Stelios attributes this to the intransigence of the major film distributors which appalled at

Posted by admin on Oct 06, 2010 | Leave a Comment

Stelios attributes this to the intransigence of the major film distributors, which, appalled at the idea of punters seeing first-run pictures for as little as 20p, are refusing to do business with him. I have another explanation.
Eating rubbish, overpriced food in the dark is a time-honoured element of the cinema-going experience. There’s a cinema in Milton Keynes where you are positively encouraged to bring your own nibbles. No popcorn deliquesces under Perspex, no frankfurters perform a lardy log-roll over the grill, and no jelly snakes are sucked and then put back in the pick’n'mix. It is owned by Stelios Haji-Ioannou – the entrepreneur with a thing about the colour orange – and it operates on the economic model that is now synonymous with his name: ticket prices vary with demand, and there’s no such thing as a free lunch. I was so deeply involved in that story and those characters that I dreamed I saw him walking into my bedroom saying, ‘farewell, my job is done’.” A wistful smile passes over his face.

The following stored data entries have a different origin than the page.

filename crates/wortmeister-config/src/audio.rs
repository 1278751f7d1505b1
use std::env;

use serde::{Deserialize, Serialize};

fn default_player() -> String {
    env::var("WORTMEISTER_PLAYER").unwrap_or_else(|_| {
        if cfg!(target_os = "macos") {
            "afplay".to_string()
        } else {
            "aplay -q".to_string()
        }
    })
}

fn default_fallback_tts() -> String {
    env::var("WORTMEISTER_TTS_FALLBACK").unwrap_or_else(|_| {
        if cfg!(target_os = "macos") {
            "say -v Anna".to_string()
        } else {
            "espeak-ng -v de".to_string()
        }
    })
}

#[derive(Debug, Serialize, Deserialize, Clone)]
#[serde(default)]
pub struct AudioConfig {
    /// Command that plays a WAV file; the file path is appended
    #[serde(default = "default_player")]
    pub player: String,
    /// On-device synthesizer used when model audio is unavailable; the text is appended
    #[serde(default = "default_fallback_tts")]
    pub fallback_tts: String,
}

impl Default for AudioConfig {
    fn default() -> Self {
        Self {
            player: default_player(),
            fallback_tts: default_fallback_tts(),
        }
    }
}
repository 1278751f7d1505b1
//! Pulling a JSON value out of free-form model output.
//!
//! Models wrap answers in code fences, prepend prose, or append remarks.
//! Extraction tries the whole text first, then every `{` start left to right,
//! then every `[` start, decoding the balanced span that follows each one.

use serde_json::Value;

#[derive(Debug, thiserror::Error)]
pub enum ExtractError {
    #[error("no JSON object or array in model output")]
    NoJson,

    #[error("model output contains brackets but no decodable JSON")]
    Malformed,
}

/// Remove markdown code fence markers and surrounding whitespace
pub fn strip_code_fences(text: &str) -> String {
    text.replace("```json", "").replace("```", "").trim().to_string()
}

/// Extract the first JSON object or array from noisy text
pub fn extract_json(text: &str) -> Result<Value, ExtractError> {
    let text = text.trim();

    if let Ok(value @ (Value::Object(_) | Value::Array(_))) = serde_json::from_str::<Value>(text) {
        return Ok(value);
    }

    if let Some(value) = first_balanced(text, b'{').or_else(|| first_balanced(text, b'[')) {
        return Ok(value);
    }

    if text.contains(['{', '[']) {
        Err(ExtractError::Malformed)
    } else {
        Err(ExtractError::NoJson)
    }
}

fn first_balanced(text: &str, open: u8) -> Option<Value> {
    let bytes = text.as_bytes();

    bytes
        .iter()
        .enumerate()
        .filter(|(_, b)| **b == open)
        .find_map(|(start, _)| {
            let end = balanced_end(bytes, start)?;
            // Delimiters are ASCII, so both ends sit on char boundaries
            serde_json::from_str(&text[start..=end]).ok()
        })
}

/// Index of the bracket closing the one at `start`, skipping string literals
fn balanced_end(bytes: &[u8], start: usize) -> Option<usize> {
    let mut depth = 0usize;
    let mut in_string = false;
    let mut escaped = false;

    for (i, &b) in bytes.iter().enumerate().skip(start) {
        if in_string {
            if escaped {
                escaped = false;
            } else if b == b'\\' {
                escaped = true;
            } else if b == b'"' {
                in_string = false;
            }
            continue;
        }

        match b {
            b'"' => in_string = true,
            b'{' | b'[' => depth += 1,
            b'}' | b']' => {
                depth = depth.checked_sub(1)?;
                if depth == 0 {
                    return Some(i);
                }
            }
            _ => {}
        }
    }

    None
}
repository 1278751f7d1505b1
pub mod entry;
pub mod types;

pub use entry::{ExampleSentence, Grammar, SchemaError, WordEntry};
pub use types::{AppEvent, Level, ParseLevelError, SpeechOutcome, UiEvent, View};
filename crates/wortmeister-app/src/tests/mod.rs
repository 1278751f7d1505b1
mod support;
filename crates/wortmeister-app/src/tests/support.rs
use std::path::Path;
use std::sync::Arc;
use std::sync::atomic::{AtomicUsize, Ordering};
use std::time::Duration;

use async_trait::async_trait;
use serde_json::{Value, json};
use wortmeister_config::Config;
use wortmeister_gemini::{Transport, TransportError};
use wortmeister_types::WordEntry;

use crate::state::AppState;

struct Reply {
    word: String,
    answer: Result<String, u16>,
    delay: Duration,
}

/// Fake Gemini that answers by the word found in the request, so concurrent
/// requests get the right reply whatever order they arrive in
#[derive(Default)]
pub struct ScriptedTransport {
    replies: Vec<Reply>,
    calls: AtomicUsize,
}

impl ScriptedTransport {
    pub fn new() -> Self {
        Self::default()
    }

    /// Answer requests about `word` with `model_text` as the model's output
    pub fn answer(self, word: &str, model_text: &str) -> Self {
        self.answer_after(word, model_text, Duration::ZERO)
    }

    pub fn answer_after(mut self, word: &str, model_text: &str, delay: Duration) -> Self {
        self.replies.push(Reply {
            word: word.to_string(),
            answer: Ok(gemini_text(model_text)),
            delay,
        });
        self
    }

    /// Answer requests about `word` with a raw response body
    pub fn raw(mut self, word: &str, body: Value) -> Self {
        self.replies.push(Reply {
            word: word.to_string(),
            answer: Ok(body.to_string()),
            delay: Duration::ZERO,
        });
        self
    }

    pub fn calls(&self) -> usize {
        self.calls.load(Ordering::SeqCst)
    }
}

#[async_trait]
impl Transport for ScriptedTransport {
    async fn post_json(
        &self,
        _url: &str,
        _api_key: &str,
        body: String,
    ) -> Result<String, TransportError> {
        self.calls.fetch_add(1, Ordering::SeqCst);

        let request: Value = serde_json::from_str(&body).unwrap();
        let text = request["contents"][0]["parts"][0]["text"]
            .as_str()
            .unwrap_or_default()
            .to_string();

        let reply = self
            .replies
            .iter()
            .find(|r| text == r.word || text.contains(&format!("\"{}\"", r.word)));

        let Some(reply) = reply else {
            return Err(TransportError::Status {
                status: 404,
                body: format!("no scripted reply for {text:?}"),
            });
        };

        if !reply.delay.is_zero() {
            tokio::time::sleep(reply.delay).await;
        }

        reply.answer.clone().map_err(|status| TransportError::Status {
            status,
            body: String::new(),
        })
    }
}

/// A generateContent response carrying `text` as the first part
pub fn gemini_text(text: &str) -> String {
    json!({ "candidates": [{ "content": { "parts": [{ "text": text }] } }] }).to_string()
}

/// Fenced model answer for `word`, the way the model tends to reply
pub fn fenced_entry(word: &str, gender: &str, translation: &str) -> String {
    let entry = json!({
        "word": word,
        "gender": gender,
        "translation": translation,
        "definition": "",
        "ipa": "",
        "partOfSpeech": "noun",
        "grammar": { "plural": "" },
        "exampleSentence": { "german": format!("Das ist {gender} {word}."), "translation": "" }
    });
    format!("```json\n{entry}\n```")
}

pub fn entry(word: &str) -> WordEntry {
    WordEntry {
        word: word.to_string(),
        translation: format!("{}-en", word.to_lowercase()),
        ..Default::default()
    }
}

pub fn test_config(api_key: Option<&str>, data_dir: &Path) -> Config {
    let mut config = Config::default();
    config.gemini.api_key = api_key.map(str::to_string);
    config.gemini.base_url = "http://gemini.test/v1beta".to_string();
    config.storage.data_dir = data_dir.to_path_buf();
    config.audio.player = "true".to_string();
    config.audio.fallback_tts = "true".to_string();
    config
}

pub fn test_state(
    transport: Arc<ScriptedTransport>,
    api_key: Option<&str>,
    data_dir: &Path,
) -> Arc<AppState> {
    Arc::new(AppState::with_transport(
        test_config(api_key, data_dir),
        transport,
    ))
}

“I told him the story not so long ago, and he said to me: ‘We are all controlled by our destinies.’” Or by our pasts, perhaps.’Together with You’ is released today. “I was having dinner with some friends when I heard of his death,” recalls Chen “But I wasn’t shocked. I knew that he was looking for something that doesn’t exist in this world He was too sensitive He wanted everything to be perfect. His body was completely destroyed in the fall, but the face was still good. He deserves to act in heaven.”A memory of Cheung occurs to Chen: “I remember a dream that I had after I’d wrapped the production of Farewell My Concubine. Mutual friends told him Cheung was lying low after a professional disappointment “He wanted to direct a movie, and failed.

That was a serious blow.”On April Fool’s Day 2003, Cheung arranged to have tea with his friend and former agent, Chan Suk-fan, at the Mandarin Oriental hotel in Hong Kong When the actor failed to show, she rang him on his mobile. He picked up the call on the terrace of the hotel’s 24th-floor gym, told her that he’d meet her outside, and kept his word by throwing himself over the railings. Earlier this year, Chen recalls, he was in Hong Kong to see Leslie Cheung, the lucent star of Farewell My Concubine, and was puzzled to find that his calls were not being returned. What can I do?” Heather Graham, he confesses, was the producer’s choice.”The lesson I’ve learned from this experience,” he says, “is that you must make sure that the story is yours and that you can see the film as if it was your own child who grew up in front of you.” It seems he agrees it was a bastard of a picture.Darker forces than Hollywood producers have denied him the cast he wanted for his next picture – a martial arts epic he hopes will achieve the same success as Crouching Tiger Hidden Dragon. I didn’t really have a big control over how the film was made I had a very short time to finish everything Some of the actors were pre-cast before I got involved.